Records for the task:
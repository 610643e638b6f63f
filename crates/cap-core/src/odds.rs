//! Win probability computation.
//!
//! The probability is built in percentage points: a base of 15, the three
//! profile table deltas, and 1.5 points per coin. The sum is clamped to
//! `[0, 90]`. A balance of five or more coins bypasses all of that and
//! yields 0.99.

use serde::{Deserialize, Serialize};

use crate::coins::CoinBalance;
use crate::profile::PlayerProfile;

/// Base win chance in points.
pub const BASE_POINTS: f64 = 15.0;

/// Points added per coin.
pub const POINTS_PER_COIN: f64 = 1.5;

/// Upper bound of the summed total in points.
pub const MAX_POINTS: f64 = 90.0;

/// Probability returned when the coin override fires.
pub const OVERRIDE_PROBABILITY: f64 = 0.99;

/// Every component of a win probability computation.
#[derive(Debug, Clone, Copy, PartialEq, Serialize, Deserialize)]
pub struct OddsBreakdown {
    /// Base points.
    pub base: f64,
    /// Education adjustment.
    pub education: i32,
    /// Wage level adjustment.
    pub wage: i32,
    /// Occupation adjustment.
    pub occupation: i32,
    /// Coin bonus points.
    pub coin_bonus: f64,
    /// Unclamped sum of all components.
    pub raw_total: f64,
    /// Sum clamped to `[0, MAX_POINTS]`.
    pub clamped_total: f64,
    /// Whether the coin override replaced the computed total.
    pub override_applied: bool,
    /// Final probability in `[0, 1]`.
    pub probability: f64,
}

/// Compute the full odds breakdown for a profile and coin balance.
pub fn compute_odds(profile: &PlayerProfile, coins: CoinBalance) -> OddsBreakdown {
    let education = profile.education_delta();
    let wage = profile.wage_delta();
    let occupation = profile.occupation_delta();
    let coin_bonus = f64::from(coins.count()) * POINTS_PER_COIN;

    let raw_total =
        BASE_POINTS + f64::from(education) + f64::from(wage) + f64::from(occupation) + coin_bonus;
    let clamped_total = raw_total.clamp(0.0, MAX_POINTS);
    let override_applied = coins.triggers_override();

    let probability = if override_applied {
        OVERRIDE_PROBABILITY
    } else {
        clamped_total / 100.0
    };

    tracing::debug!(
        education,
        wage,
        occupation,
        coins = coins.count(),
        raw_total,
        override_applied,
        probability,
        "odds computed"
    );

    OddsBreakdown {
        base: BASE_POINTS,
        education,
        wage,
        occupation,
        coin_bonus,
        raw_total,
        clamped_total,
        override_applied,
        probability,
    }
}

/// Compute the win probability for a profile and coin balance.
pub fn compute_win_probability(profile: &PlayerProfile, coins: CoinBalance) -> f64 {
    compute_odds(profile, coins).probability
}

Assignment: Line by line, return the whole listing without a single difference.

Task result:
repository 610643e638b6f63f
filename crates/cap-core/src/odds.rs
//! Win probability computation.
//!
//! The probability is built in percentage points: a base of 15, the three
//! profile table deltas, and 1.5 points per coin. The sum is clamped to
//! `[0, 90]`. A balance of five or more coins bypasses all of that and
//! yields 0.99.

use serde::{Deserialize, Serialize};

use crate::coins::CoinBalance;
use crate::profile::PlayerProfile;

/// Base win chance in points.
pub const BASE_POINTS: f64 = 15.0;

/// Points added per coin.
pub const POINTS_PER_COIN: f64 = 1.5;

/// Upper bound of the summed total in points.
pub const MAX_POINTS: f64 = 90.0;

/// Probability returned when the coin override fires.
pub const OVERRIDE_PROBABILITY: f64 = 0.99;

/// Every component of a win probability computation.
#[derive(Debug, Clone, Copy, PartialEq, Serialize, Deserialize)]
pub struct OddsBreakdown {
    /// Base points.
    pub base: f64,
    /// Education adjustment.
    pub education: i32,
    /// Wage level adjustment.
    pub wage: i32,
    /// Occupation adjustment.
    pub occupation: i32,
    /// Coin bonus points.
    pub coin_bonus: f64,
    /// Unclamped sum of all components.
    pub raw_total: f64,
    /// Sum clamped to `[0, MAX_POINTS]`.
    pub clamped_total: f64,
    /// Whether the coin override replaced the computed total.
    pub override_applied: bool,
    /// Final probability in `[0, 1]`.
    pub probability: f64,
}

/// Compute the full odds breakdown for a profile and coin balance.
pub fn compute_odds(profile: &PlayerProfile, coins: CoinBalance) -> OddsBreakdown {
    let education = profile.education_delta();
    let wage = profile.wage_delta();
    let occupation = profile.occupation_delta();
    let coin_bonus = f64::from(coins.count()) * POINTS_PER_COIN;

    let raw_total =
        BASE_POINTS + f64::from(education) + f64::from(wage) + f64::from(occupation) + coin_bonus;
    let clamped_total = raw_total.clamp(0.0, MAX_POINTS);
    let override_applied = coins.triggers_override();

    let probability = if override_applied {
        OVERRIDE_PROBABILITY
    } else {
        clamped_total / 100.0
    };

    tracing::debug!(
        education,
        wage,
        occupation,
        coins = coins.count(),
        raw_total,
        override_applied,
        probability,
        "odds computed"
    );

    OddsBreakdown {
        base: BASE_POINTS,
        education,
        wage,
        occupation,
        coin_bonus,
        raw_total,
        clamped_total,
        override_applied,
        probability,
    }
}

/// Compute the win probability for a profile and coin balance.
pub fn compute_win_probability(profile: &PlayerProfile, coins: CoinBalance) -> f64 {
    compute_odds(profile, coins).probability
}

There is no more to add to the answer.